Organisasi Kesehatan Dunia (WHO) mengatakan, setiap tahun ada 160.000 anak di dunia yang terinfeksi human immunodeficiency virus (HIV). Tanpa adanya akses tes dan pengobatan, 50 persen anak akan meninggal di usia 2 tahun dan 80 persen tak akan bisa bertahan hidup sampai ulang tahun ke-lima.
Selain itu, data WHO menunjukkan, sekitar 80.000 balita dan anak-anak meninggal setiap tahunnya karena penyakit acquired immune deficiency syndrome (AIDS), yang disebabkan oleh infeksi HIV.
Demi meningkatkan harapan hidup, orang yang terinfeksi HIV harus rutin mengonsumsi obat. Namun, bagi anak-anak, obat yang selama ini mereka konsumsi terlalu pahit dan sulit untuk ditelan.
Hal inilah yang memicu para ahli untuk mengembangkan obat HIV untuk anak. Kabar baiknya, tidak lama lagi obat ini akan hadir dalam bentuk tablet yang dapat larut dalam air atau jus, sehingga bayi tetap bisa menelannya.
Dolutegravir menjadi formula obat HIV pertama untuk bayi dan juga anak-anak. Obat tersebut akan segera tersedia berdasarkan kesepakatan antara sejumlah perusahaan farmasi dan inisiatif kesehatan global.
Tak hanya itu, obat HIV ini akan memiliki rasa stroberi.
"Ini benar-benar kemajuan," kata Kepala pediatri ICAP, global health outreach arm Columbia University's Mailman School of Public Health, sekaligus pemimpin WHO bagian treatment guidelines panel, Dr Elaine J Abrams, dikutip dari New York Times.
"Produk perawatan anak yang saat ini tersedia kurang optimal. Ada beberapa formula baru, tetapi belum sesukses yang diharapkan," jelasnya.
Meski begitu, obat HIV ini baru bisa diberikan setelah anak berusia satu bulan, sehingga pada bayi yang baru lahir masih perlu menggunakan sediaan sirup.
https://cinemamovie28.com/movies/wild-orchid/
Sederet Fenomena Orang Nekat Telanjang di Tengah Pandemi COVID-19
Seorang wanita mendadak viral setelah terlihat bersepeda sambil telanjang berkeliling di sekitar wilayah London, dengan menempuh jarak 16 kilometer. Aksi wanita bernama Kerri Barnes (25) dilakukan bukan hanya karena iseng semata.
Ia melakukan ini setelah melihat banyaknya orang yang memilih bunuh diri di tengah pandemi COVID-19, termasuk sepupunya sendiri.
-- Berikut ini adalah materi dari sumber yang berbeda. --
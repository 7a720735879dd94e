// SPDX-FileCopyrightText: 2026 TierRoute Contributors
// SPDX-License-Identifier: MIT OR Apache-2.0

//! Bounded routing history and aggregate statistics.
//!
//! Eviction and append happen in one critical section, so the history never
//! exceeds its capacity even under concurrent writers. A poisoned lock is
//! recovered rather than propagated: history must never block generation.

use std::collections::{BTreeMap, VecDeque};
use std::sync::{Mutex, MutexGuard};

use chrono::{DateTime, Utc};
use serde::Serialize;
use tierroute_core::{OperatingMode, Tier};
use tierroute_router::RouteDecision;

/// Default number of retained entries.
pub const DEFAULT_HISTORY_CAPACITY: usize = 1000;

/// Entries included in [`RoutingStats::recent`].
pub const RECENT_ENTRIES: usize = 10;

const PREVIEW_CHARS: usize = 100;

/// One dispatched call.
#[derive(Debug, Clone, PartialEq, Serialize)]
pub struct HistoryEntry {
    pub timestamp: DateTime<Utc>,
    /// Tier whose backend served the call.
    pub target: Tier,
    /// Tier the decision named before any fallback substitution.
    pub requested: Tier,
    pub confidence: f64,
    pub mode: OperatingMode,
    pub task_preview: String,
    pub reason: String,
}

impl HistoryEntry {
    pub fn new(task: &str, served: Tier, decision: &RouteDecision) -> Self {
        Self {
            timestamp: decision.timestamp,
            target: served,
            requested: decision.target,
            confidence: decision.confidence,
            mode: decision.mode,
            task_preview: task_preview(task),
            reason: decision.reason.clone(),
        }
    }
}

/// The first 100 characters of `task`, with `...` appended when truncated.
pub fn task_preview(task: &str) -> String {
    match task.char_indices().nth(PREVIEW_CHARS) {
        Some((cut, _)) => format!("{}...", &task[..cut]),
        None => task.to_string(),
    }
}

/// Aggregates over the retained history.
#[derive(Debug, Clone, Default, PartialEq, Serialize)]
pub struct RoutingStats {
    pub total_requests: usize,
    pub by_target: BTreeMap<String, usize>,
    pub by_mode: BTreeMap<String, usize>,
    /// `None` while the history is empty.
    pub average_confidence: Option<f64>,
    /// The last [`RECENT_ENTRIES`] entries, oldest first.
    pub recent: Vec<HistoryEntry>,
}

/// FIFO-bounded log of dispatched calls.
#[derive(Debug)]
pub struct RoutingHistory {
    capacity: usize,
    entries: Mutex<VecDeque<HistoryEntry>>,
}

impl RoutingHistory {
    /// A history keeping at most `capacity` entries (at least one).
    pub fn new(capacity: usize) -> Self {
        let capacity = capacity.max(1);
        Self {
            capacity,
            entries: Mutex::new(VecDeque::with_capacity(capacity.min(DEFAULT_HISTORY_CAPACITY))),
        }
    }

    fn lock(&self) -> MutexGuard<'_, VecDeque<HistoryEntry>> {
        self.entries
            .lock()
            .unwrap_or_else(|poisoned| poisoned.into_inner())
    }

    pub fn capacity(&self) -> usize {
        self.capacity
    }

    /// Evicts the oldest entries if full, then appends `entry`.
    pub fn record(&self, entry: HistoryEntry) {
        let mut entries = self.lock();
        while entries.len() >= self.capacity {
            entries.pop_front();
        }
        entries.push_back(entry);
    }

    pub fn len(&self) -> usize {
        self.lock().len()
    }

    pub fn is_empty(&self) -> bool {
        self.len() == 0
    }

    /// Copy of every retained entry, oldest first.
    pub fn snapshot(&self) -> Vec<HistoryEntry> {
        self.lock().iter().cloned().collect()
    }

    pub fn stats(&self) -> RoutingStats {
        let entries = self.lock();
        if entries.is_empty() {
            return RoutingStats::default();
        }

        let mut by_target = BTreeMap::new();
        let mut by_mode = BTreeMap::new();
        let mut confidence_sum = 0.0;
        for entry in entries.iter() {
            *by_target.entry(entry.target.to_string()).or_insert(0) += 1;
            *by_mode.entry(entry.mode.to_string()).or_insert(0) += 1;
            confidence_sum += entry.confidence;
        }

        let skip = entries.len().saturating_sub(RECENT_ENTRIES);
        RoutingStats {
            total_requests: entries.len(),
            by_target,
            by_mode,
            average_confidence: Some(confidence_sum / entries.len() as f64),
            recent: entries.iter().skip(skip).cloned().collect(),
        }
    }
}

impl Default for RoutingHistory {
    fn default() -> Self {
        Self::new(DEFAULT_HISTORY_CAPACITY)
    }
}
"Saya benar-benar ingin melakukan sesuatu tahun ini untuk menyoroti peningkatan kesadaran pencegahan bunuh diri dan mengumpulkan sejumlah uang untuk beberapa yang mengalami gangguan kesehatan mental," jelasnya, dikutip dari Daily Star.
Wanita yang bersepeda hanya menggunakan pakaian dalam ini telah mengumpulkan lebih dari pound 8.000 dari target pound 10.000 atau sekitar Rp 190 juta, yang akan dibagikan pada orang-orang yang mengidap gangguan kesehatan mental.
Ternyata selain Kerri, sebelumnya sudah ada beberapa fenomena orang-orang yang telanjang di tengah pandemi COVID-19, dengan alasan dan tujuan yang berbeda-beda. Berikut sederet fenomena orang yang telanjang di tengah pandemi COVID-19 yang dirangkum detikcom.
1. Dokter di Jerman telanjang untuk protes kekurangan APD
Sekelompok dokter di Jerman melakukan protes akibat kurangnya alat pelindung diri (APD) di tengah pandemi COVID-19. Aksi protes kelompok yang menamai diri mereka 'Blanke Bedenken' atau memiliki arti kekhawatiran kosong ini dilakukan dengan berpose telanjang.
"Ketelanjangan adalah simbol betapa rapuhnya kita tanpa perlindungan," kata Ruben Bernau yang tergabung dalam kelompok ini, dikutip dari The Guardian.
Saat menyuarakan protesnya mereka berfoto dengan pose yang berbeda. Mulai dari dokter yang berlindung di balik tisu toilet, peralatan medis, jingga resep yang mereka buat.
"Tentu saja kami ingin terus merawat pasien yang masih perlu menerima pemeriksaan. Untuk itu, kami membutuhkan APD yang tepat," ujar Jana Husemann yang merupakan seorang dokter umum.